Doty's first major design for WODC, the public use building at Grand Canyon, has already been discussed as a prototype for the visitor center. According to museum specialist Ralph Lewis, Tom Vint and Cecil Doty visited the Grand Canyon in July 1954, and Doty "began to design preliminary floor plans on the spot." [19] His design is most interesting, in retrospect, as an illustration of the transition from a simple program to one with more sophisticated requirements. The Grand Canyon building borrows the Santa Fe office floor plan, but incorporates modern facilities, such as an auditorium, into a more free-flowing version of the traditional courtyard layout.

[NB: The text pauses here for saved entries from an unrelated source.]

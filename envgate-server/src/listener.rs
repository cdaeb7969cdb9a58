use std::borrow::Cow;
use std::net::SocketAddr;
use std::path::Path;
use std::sync::Arc;

use russh::MethodSet;
use russh::server::Config as RusshConfig;
use russh_keys::key::KeyPair;
use tokio::net::TcpListener;
use tokio::sync::{Mutex, watch};
use tracing::{info, warn};

use envgate_auth::AuthRegistry;
use envgate_crypto::Cryptor;
use envgate_store::VariableStore;

use crate::error::{ServerError, ServerResult};
use crate::handler::{ConnectionHandler, Shared};

/// Advertised SSH transport algorithms, restricted to `aes256-ctr`/
/// `hmac-sha1` to match the deployed service's observable wire contract.
/// A modern deployment SHOULD broaden this list.
fn restricted_preference() -> russh::Preferred {
    russh::Preferred {
        cipher: Cow::Borrowed(&[russh::cipher::AES_256_CTR]),
        mac: Cow::Borrowed(&[russh::mac::HMAC_SHA1]),
        ..Default::default()
    }
}

/// Load the single OpenSSH-formatted host private key the server signs
/// the handshake with.
pub fn load_host_key(path: impl AsRef<Path>) -> ServerResult<KeyPair> {
    russh_keys::load_secret_key(path, None)
        .map_err(|e| ServerError::HostKey(e.to_string()))
}

/**
    The SSH session engine (C5): owns the `russh` server configuration and
    the set of currently bound listeners. Every accepted connection gets
    its own [`ConnectionHandler`]; every accepted channel on that
    connection gets its own task once `exec` is dispatched.
*/
pub struct EnvgateServer<S: VariableStore> {
    config: Arc<RusshConfig>,
    shared: Arc<Shared<S>>,
    listeners: Mutex<Vec<tokio::task::JoinHandle<()>>>,
    shutdown_tx: watch::Sender<bool>,
    shutdown_rx: watch::Receiver<bool>,
}

impl<S: VariableStore + 'static> EnvgateServer<S> {
    pub fn new(
        host_key: KeyPair,
        store: Arc<S>,
        cryptor: Arc<Cryptor>,
        auth: Arc<AuthRegistry<S>>,
    ) -> Self {
        let (shutdown_tx, shutdown_rx) = watch::channel(false);

        let config = RusshConfig {
            keys: vec![host_key],
            methods: MethodSet::PUBLICKEY,
            preferred: restricted_preference(),
            ..Default::default()
        };

        Self {
            config: Arc::new(config),
            shared: Arc::new(Shared { store, cryptor, auth }),
            listeners: Mutex::new(Vec::new()),
            shutdown_tx,
            shutdown_rx,
        }
    }

    /**
        Bind `addr` and start accepting connections. May be called more
        than once to listen on several addresses; each bound listener is
        tracked so [`Self::stop`] can close all of them. Returns the
        locally bound address, useful when `addr`'s port is `0`.
    */
    pub async fn listen(&self, addr: SocketAddr) -> ServerResult<SocketAddr> {
        let listener = TcpListener::bind(addr).await?;
        let bound_addr = listener.local_addr()?;
        info!(%bound_addr, "listening for ssh connections");

        let config = self.config.clone();
        let shared = self.shared.clone();
        let shutdown_rx = self.shutdown_rx.clone();

        let handle = tokio::spawn(accept_loop(listener, config, shared, shutdown_rx));
        self.listeners.lock().await.push(handle);
        Ok(bound_addr)
    }

    /**
        Close every active listener and wait for their accept loops to
        exit. In-flight sessions are untouched and complete on their own.
    */
    pub async fn stop(&self) {
        let _ = self.shutdown_tx.send(true);

        let mut listeners = self.listeners.lock().await;
        for handle in listeners.drain(..) {
            let _ = handle.await;
        }
        info!("stopped accepting new connections");
    }
}

async fn accept_loop<S: VariableStore + 'static>(
    listener: TcpListener,
    config: Arc<RusshConfig>,
    shared: Arc<Shared<S>>,
    mut shutdown_rx: watch::Receiver<bool>,
) {
    while !*shutdown_rx.borrow_and_update() {
        tokio::select! {
            changed = shutdown_rx.changed() => {
                if changed.is_err() {
                    break;
                }
            }
            accepted = listener.accept() => {
                let (socket, remote_addr) = match accepted {
                    Ok(pair) => pair,
                    Err(err) => {
                        warn!(%err, "accept failed");
                        continue;
                    }
                };

                let config = config.clone();
                let handler = ConnectionHandler::new(shared.clone(), remote_addr);

                tokio::spawn(async move {
                    if let Err(err) = russh::server::run_stream(config, socket, handler).await {
                        warn!(%err, %remote_addr, "ssh session ended with an error");
                    }
                });
            }
        }
    }
}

Despite its unified plan, the public use building looks more like a factory than the southwestern building style it tried to modernize. The two-story office space does not modulate the facade, as in Santa Fe, but rather adds an industrial feeling to the white-walled building. Efforts to moderate the harshness also mark this as a transitional building—exterior stone walls and flagstone are brought inside the lobby space; the exterior features large masonry columns; the courtyard is lined with a covered walkway supported by columns tapered on the side and includes native plantings. Although Doty obviously made an effort to temper the modernist style, his concessions seem tacked on. The building would appear more comfortable stripped of its rustic trappings. The public use building at Grand Canyon was clearly an experimental building, and, along with the similar facility at Carlsbad Caverns, defined the emerging model visitor center. [20] Both buildings were retrospectively renamed visitor centers. With the guidance of Vint and Lyle Bennett, Doty was instrumental in developing a modern visitor center design that would fulfill the programmatic demands of Mission 66.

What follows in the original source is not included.